«È vero: si tratta di un lavoro che richiede impegno costante – spesso si svolge su turni – e che assorbe moltissimo: l’educatore pian piano diventa quasi un genitore per molti ragazzi. Ma ripaga di tutto l’impegno.» Così Laura Formenti, pedagogista e direttrice del Master “Le buone pratiche del lavoro educativo in comunità minori”, chiarisce subito un aspetto fondamentale di una professione affascinante e ricca di sfide. A lei abbiamo chiesto di parlarci dell’importanza di questo servizio fondamentale, ancor più oggi che la pandemia ha acuito le situazioni di difficoltà in molte famiglie.
L’educatore di comunità per minorenni: come formarlo in modo competente?
Ormai da qualche anno, per svolgere ogni professione socio-educativa, è obbligatorio per legge il titolo di laurea in Scienze dell’educazione. Questo perché si tratta sempre di servizi complessi e delicati, che richiedono alte competenze e strumenti precisi. L’educatore di comunità, nello specifico, lavora 24 ore su 24, 7 giorni la settimana, con bambini e adolescenti, presso la struttura residenziale. Il nostro corso offre quindi strumenti nelle principali discipline - pedagogiche, psicologiche, sociali, giuridiche – per garantire una completezza di formazione unica in Italia.
Nel Master inoltre, ospitiamo un Mooc, un corso online di auto-formazione di base già inserito come insegnamento: aperto a tutti, è stato sviluppato nel recente progetto internazionale Erasmus Plus ERCCI - “Empowering Residential Child Care through Interprofessional training”.
Nello specifico, in che contesto opera e con chi?
L’educatore svolge il suo servizio presso case che ospitano massimo otto-dieci ragazzi, che arrivano da situazioni di privazione e drammi, per cui hanno bisogno di esser seguiti in tutti gli aspetti, a partire dalla ricostruzione di una sana quotidianità: andare a scuola, fare i compiti, cenare insieme. L’inserimento è temporaneo e mira a un rientro in famiglia, a un affidamento familiare, oppure a una transizione verso la maggiore età e l’autonomia. Sono servizi in costante cambiamento, per adattarsi ai bisogni emergenti. Si stanno anche diffondendo le comunità diurne, per minori o anche per famiglie, che prevedono poche ore di permanenza presso la struttura e quindi un impegno diverso da parte degli operatori.

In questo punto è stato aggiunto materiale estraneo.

// PTRA/PTRB with an optional ++/-- before or after it and an optional [index]
//
// Returns the %1SUPNNNNN source field: S picks PTRB, U updates the pointer, P uses it
// before the update. The index is -16..15 and counts down for '--'. None when `text`
// is not a pointer expression at all.
fn ptr_index(text: &str, ctx: &mut Context) -> Result<Option<u32>> {
    let upper = text.to_ascii_uppercase();
    let (body, index) = match (upper.find('['), upper.ends_with(']')) {
        (Some(open), true) => (&upper[..open], Some(&text[open + 1..text.len() - 1])),
        _ => (upper.as_str(), None),
    };

    let (body, update, post, step) = if let Some(rest) = body.strip_prefix("++") {
        (rest, true, false, 1)
    } else if let Some(rest) = body.strip_prefix("--") {
        (rest, true, false, -1)
    } else if let Some(rest) = body.strip_suffix("++") {
        (rest, true, true, 1)
    } else if let Some(rest) = body.strip_suffix("--") {
        (rest, true, true, -1)
    } else {
        (body, false, false, 0)
    };

    let ptrb = match body {
        "PTRA" => false,
        "PTRB" => true,
        _ => return Ok(None),
    };

    let mut n: i64 = step;
    if let Some(index) = index {
        let value = expr::evaluate(index, ctx)?.value as i64;
        n = if step < 0 { value.wrapping_neg() } else { value };
        if !(-16..=15).contains(&n) {
            return Err(Error::PointerIndex(n as u32));
        }
    }

    let sup = 0x100 | ((ptrb as u32) << 7) | ((update as u32) << 6) | ((post as u32) << 5);
    Ok(Some(sup | (n as u32 & 0x1f)))
}

struct Encoder<'w, 'c, 'a> {
    words: &'w [Word],
    pos: usize,
    ctx: &'c mut Context<'a>,
    op: Opcode,
    // Bits 31:9 of an augmented D/S immediate
    augd: Option<u32>,
    augs: Option<u32>,
}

Cosa rende questo ruolo così importante, secondo lei?
Pensiamo anzitutto che gli ospiti delle varie tipologie di comunità sono molto variegati: dagli adolescenti minori non accompagnati, provenienti da migrazioni forzate, agli adolescenti con situazioni penali – quando la comunità diventa sostituto degli arresti domiciliari, fino a quelle per bambini più piccoli in situazioni di allontanamento temporaneo dalla famiglia d’origine. Questo fa capire come l’educatore debba essere preparato a rispondere in modo efficace a bisogni diversi. C’è poi il rapporto con le famiglie d’origine, con la scuola, il territorio: garantire una buona vita agli ospiti significa accompagnarli a vivere bene in tutti gli ambiti.
Attualmente ci sono cinque disegni di legge che mirano a una revisione, se non alla chiusura, delle comunità per minori. Lei cosa ne pensa?
Chiudere le comunità è irrealistico. Le proposte di legge, che arrivano da forze politiche diverse, sostengono il diritto dei bambini a vivere nella propria famiglia, come sancito dalla CRC (la carta internazionale dei diritti dei bambini e delle bambine, ndr) dove però è anche precisato che le persone di età minore devono essere protette efficacemente e tempestivamente da situazioni di abuso e maltrattamento. In Italia, rispetto ad altre nazioni, gli allontanamenti sono molto pochi, dell’ordine della metà per esempio rispetto alla Germania o alla Francia.
Ritengo che scegliere di andare verso una chiusura indiscriminata, facendo finta che le situazioni familiari siano tutte sane e senza problemi, sia un grosso errore di valutazione: il vero snodo è investire nella formazione di operatori competenti e garantire la qualità degli interventi.